## Collected data:
*-*-*

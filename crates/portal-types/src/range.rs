use std::cmp::{max, min};

/// A half-open-in-spirit, inclusive-in-representation block range.
///
/// Both endpoints are inclusive. `to == None` means "unbounded", i.e. the
/// range extends to the finalized head (or beyond, for a streaming query).
#[derive(Debug, Clone, Copy, PartialEq, Eq, Hash, serde::Serialize, serde::Deserialize)]
pub struct Range {
    /// The first block number included in the range.
    pub from: u64,
    /// The last block number included in the range, or `None` if unbounded.
    #[serde(skip_serializing_if = "Option::is_none", default)]
    pub to: Option<u64>,
}

/// An error constructing or combining [`Range`]s.
#[derive(Debug, Clone, Copy, PartialEq, Eq, thiserror::Error)]
pub enum RangeError {
    /// `from` was greater than `to`.
    #[error("range `from` ({from}) is greater than `to` ({to})")]
    FromAfterTo {
        /// The offending lower bound.
        from: u64,
        /// The offending upper bound.
        to: u64,
    },
}

impl Range {
    /// Create a new unbounded range starting at `from`.
    pub const fn from(from: u64) -> Self {
        Self { from, to: None }
    }

    /// Create a new range, validating that `from <= to` when `to` is given.
    pub fn new(from: u64, to: Option<u64>) -> Result<Self, RangeError> {
        if let Some(to) = to {
            if from > to {
                return Err(RangeError::FromAfterTo { from, to });
            }
        }
        Ok(Self { from, to })
    }

    /// Create a new bounded range `[from, to]`.
    pub fn bounded(from: u64, to: u64) -> Result<Self, RangeError> {
        Self::new(from, Some(to))
    }

    /// True if this range has no upper bound.
    pub const fn is_unbounded(&self) -> bool {
        self.to.is_none()
    }

    /// True if `n` falls within this range.
    pub const fn contains(&self, n: u64) -> bool {
        match self.to {
            Some(to) => n >= self.from && n <= to,
            None => n >= self.from,
        }
    }

    /// The intersection of two ranges, or `None` if they do not overlap.
    pub fn intersect(&self, other: &Self) -> Option<Self> {
        let from = max(self.from, other.from);
        let to = match (self.to, other.to) {
            (None, None) => None,
            (Some(a), None) | (None, Some(a)) => Some(a),
            (Some(a), Some(b)) => Some(min(a, b)),
        };
        if let Some(to) = to {
            if to < from {
                return None;
            }
        }
        Some(Self { from, to })
    }

    /// True if the two ranges share at least one block.
    pub fn overlaps(&self, other: &Self) -> bool {
        self.intersect(other).is_some()
    }

    /// The breakpoint one past this range's upper bound, if bounded.
    const fn exclusive_end(&self) -> Option<u64> {
        match self.to {
            Some(to) => to.checked_add(1),
            None => None,
        }
    }
}

/// Clip an ordered list of `(range, payload)` entries by an outer bound.
///
/// Entries that do not overlap `outer` are dropped; entries that partially
/// overlap have their range intersected with `outer`. Input order is
/// preserved.
pub fn clip<T: Clone>(entries: &[(Range, T)], outer: Range) -> Vec<(Range, T)> {
    entries
        .iter()
        .filter_map(|(range, payload)| range.intersect(&outer).map(|clipped| (clipped, payload.clone())))
        .collect()
}

/// Merge an unordered list of `(range, payload)` entries into an ordered,
/// disjoint list of segments covering the union of the inputs.
///
/// `fold` combines the payload of a segment-in-progress (`acc`) with that of
/// another entry covering the same segment; it is applied left-to-right in
/// input order, so it need not be commutative. Adjacent segments whose
/// payloads compare equal are coalesced.
pub fn merge<T, F>(entries: Vec<(Range, T)>, fold: F) -> Vec<(Range, T)>
where
    T: Clone + PartialEq,
    F: Fn(T, &T) -> T,
{
    if entries.is_empty() {
        return Vec::new();
    }

    // Sweep-line over start/end breakpoints. `None` end means "never removed".
    let mut starts: Vec<u64> = entries.iter().map(|(r, _)| r.from).collect();
    let mut ends: Vec<u64> = entries.iter().filter_map(|(r, _)| r.exclusive_end()).collect();

    let mut breakpoints = Vec::with_capacity(starts.len() + ends.len());
    breakpoints.append(&mut starts);
    breakpoints.append(&mut ends);
    breakpoints.sort_unstable();
    breakpoints.dedup();

    let mut segments: Vec<(Range, T)> = Vec::new();

    for window in 0..breakpoints.len() {
        let point = breakpoints[window];
        let next_point = breakpoints.get(window + 1).copied();

        // Entries active across [point, next_point - 1] (or unbounded).
        let mut active = entries
            .iter()
            .filter(|(r, _)| r.from <= point && r.to.map_or(true, |to| to >= point));
        let Some((_, first_payload)) = active.next() else { continue };

        let merged = active.fold(first_payload.clone(), |acc, (_, payload)| fold(acc, payload));
        let segment_to = next_point.map(|p| p - 1);
        let range = Range { from: point, to: segment_to };

        match segments.last_mut() {
            Some((last_range, last_payload)) if *last_payload == merged && last_range.to.map(|t| t + 1) == Some(point) => {
                last_range.to = segment_to;
            }
            _ => segments.push((range, merged)),
        }
    }

    segments
}

#[cfg(test)]
mod tests {
    use super::*;

    fn r(from: u64, to: Option<u64>) -> Range {
        Range { from, to }
    }

    #[test]
    fn intersect_basic() {
        assert_eq!(r(10, Some(20)).intersect(&r(15, Some(25))), Some(r(15, Some(20))));
        assert_eq!(r(10, Some(20)).intersect(&r(21, Some(25))), None);
        assert_eq!(r(10, None).intersect(&r(5, Some(8))), None);
        assert_eq!(r(10, None).intersect(&r(5, Some(15))), Some(r(10, Some(15))));
        assert_eq!(r(10, None).intersect(&r(15, None)), Some(r(15, None)));
    }

    #[test]
    fn clip_drops_non_overlapping_and_preserves_order() {
        let entries = vec![(r(0, Some(9)), "a"), (r(5, Some(15)), "b"), (r(100, Some(200)), "c")];
        let clipped = clip(&entries, r(5, Some(15)));
        assert_eq!(clipped, vec![(r(5, Some(9)), "a"), (r(5, Some(15)), "b")]);
    }

    #[test]
    fn clip_twice_equals_clip_by_intersection() {
        let entries = vec![(r(0, Some(100)), "a"), (r(40, Some(60)), "b")];
        let a = r(10, Some(70));
        let b = r(30, Some(200));
        let double = clip(&clip(&entries, a), b);
        let single = clip(&entries, a.intersect(&b).unwrap());
        assert_eq!(double, single);
    }

    #[test]
    fn merge_disjoint_inputs_are_untouched() {
        let entries = vec![(r(0, Some(9)), vec![1]), (r(10, Some(19)), vec![2])];
        let merged = merge(entries, |mut acc, next| {
            acc.extend(next.iter().copied());
            acc
        });
        assert_eq!(merged, vec![(r(0, Some(9)), vec![1]), (r(10, Some(19)), vec![2])]);
    }

    #[test]
    fn merge_overlapping_inputs_segment_and_fold() {
        let entries = vec![(r(0, Some(9)), vec![1]), (r(5, Some(14)), vec![2])];
        let merged = merge(entries, |mut acc, next| {
            acc.extend(next.iter().copied());
            acc
        });
        assert_eq!(
            merged,
            vec![(r(0, Some(4)), vec![1]), (r(5, Some(9)), vec![1, 2]), (r(10, Some(14)), vec![2])]
        );
    }

    #[test]
    fn merge_unbounded_tail_stays_unbounded() {
        let entries = vec![(r(0, Some(9)), vec![1]), (r(5, None), vec![2])];
        let merged = merge(entries, |mut acc, next| {
            acc.extend(next.iter().copied());
            acc
        });
        assert_eq!(
            merged,
            vec![(r(0, Some(4)), vec![1]), (r(5, Some(9)), vec![1, 2]), (r(10, None), vec![2])]
        );
    }

    #[test]
    fn merge_coalesces_adjacent_equal_payloads() {
        let entries = vec![(r(0, Some(9)), vec![1]), (r(10, Some(19)), vec![1])];
        let merged = merge(entries, |mut acc, next| {
            acc.extend(next.iter().copied());
            acc
        });
        assert_eq!(merged, vec![(r(0, Some(19)), vec![1])]);
    }
}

*-*-*

## Work item:
Please find the lines in the data that contain the word "upper" and copy them.

## Answer below:
        /// The offending upper bound.
    /// True if this range has no upper bound.
    /// The breakpoint one past this range's upper bound, if bounded.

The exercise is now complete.